The agency required the school district to submit a “Materials Management Plan,” or MMP, Monday or face enforcement measures. A representative from the EPA confirmed the plan was received, but said it did not include a “proposed timeline for removing and properly disposing” of the piles.

The site assessment manager said they are reviewing that plan, which will determine if the EPA needs to step in next year. He said ideally the school district will remove the soil by the end of the year.

The EPA spokesperson said the agency is “monitoring the situation closely to determine if it will be necessary to use any federal authorities in the future.”

The MMP was originally due on Jan. 9, 2023. At that time, the school district requested a 90-day extension and received it, but did not meet that deadline either.

The MMP is a detailed plan describing the removal and disposal of the soil piles. It also calls for routine inspections and for the school district to keep teachers, students, parents, and the community informed about any construction activity involving the piles.

Park City School District spokesperson Heidi Matthews said the district plans to move the soil to an approved landfill without the help of the EPA, although that is contingent on government approval of the MMP.

Matthews would not provide a timeline for when the soil will be removed, but said it would be based on cost efficiency and occur when students and the community are least impacted.

The soil piles in question were stored behind Treasure Mountain Junior High as part of two capital projects at McPolin Elementary over the past six years. Placing the soil there violated Park City code and a covenant the school district signed with the EPA, according to the state letter.

School district COO Mike Tanner previously told KPCW no one knew about the covenant due to staff turnover.

The soil contains heightened levels of lead and arsenic, a remnant of Park City’s mining era.
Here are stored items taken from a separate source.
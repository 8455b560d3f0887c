//! Rasterdsp - Raster image processing transforms for Rust
//!
//! # Overview
//!
//! Rasterdsp provides in-memory transforms over 1, 8 and 24 bit
//! bitmaps, including:
//!
//! - Color space conversion, channel splitting and tone adjustment
//! - Histogram thresholding and adaptive binarization
//! - Convolution, morphology, rank and blur filters
//! - 2D Fourier transforms
//! - Flood fill and boundary tracing
//! - Iterative defect repair
//!
//! # Example
//!
//! ```
//! use rasterdsp::{BitDepth, Bitmap};
//!
//! // Create a new 8-bit grayscale image
//! let bmp = Bitmap::new(640, 480, BitDepth::Bit8).unwrap();
//! assert_eq!(bmp.width(), 640);
//! assert_eq!(bmp.height(), 480);
//! ```

// Re-export core types (primary data structures used everywhere)
pub use rasterdsp_core::*;

// Re-export domain crates as modules to avoid name conflicts
pub use rasterdsp_color as color;
pub use rasterdsp_filter as filter;
pub use rasterdsp_frequency as frequency;
pub use rasterdsp_inpaint as inpaint;
pub use rasterdsp_region as region;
Matthews confirmed the school district asked Utah Sen. Mitt Romney for assistance finding grants that could help to pay for the soil removal. A contractor’s assessment estimated moving the soil will cost around $2 million. Matthews said the costs are dependent on approval of the MMP. If the EPA moves the soil, it will charge the school district for the removal. The EPA spokesperson said the cost could be comparable to the school district’s estimate, although typically the agency’s costs are higher.

The school district plans to host two town halls at the beginning of November about the soil piles. The Spanish language town hall will be Nov. 8 from 6 p.m. to 7 p.m. at the Treasure Mountain Junior High Library. The English town hall will be Nov. 9 from 6 p.m. to 7 p.m. at the Treasure Mountain Junior High cafeteria. Both meetings will be available online at pcschools.us.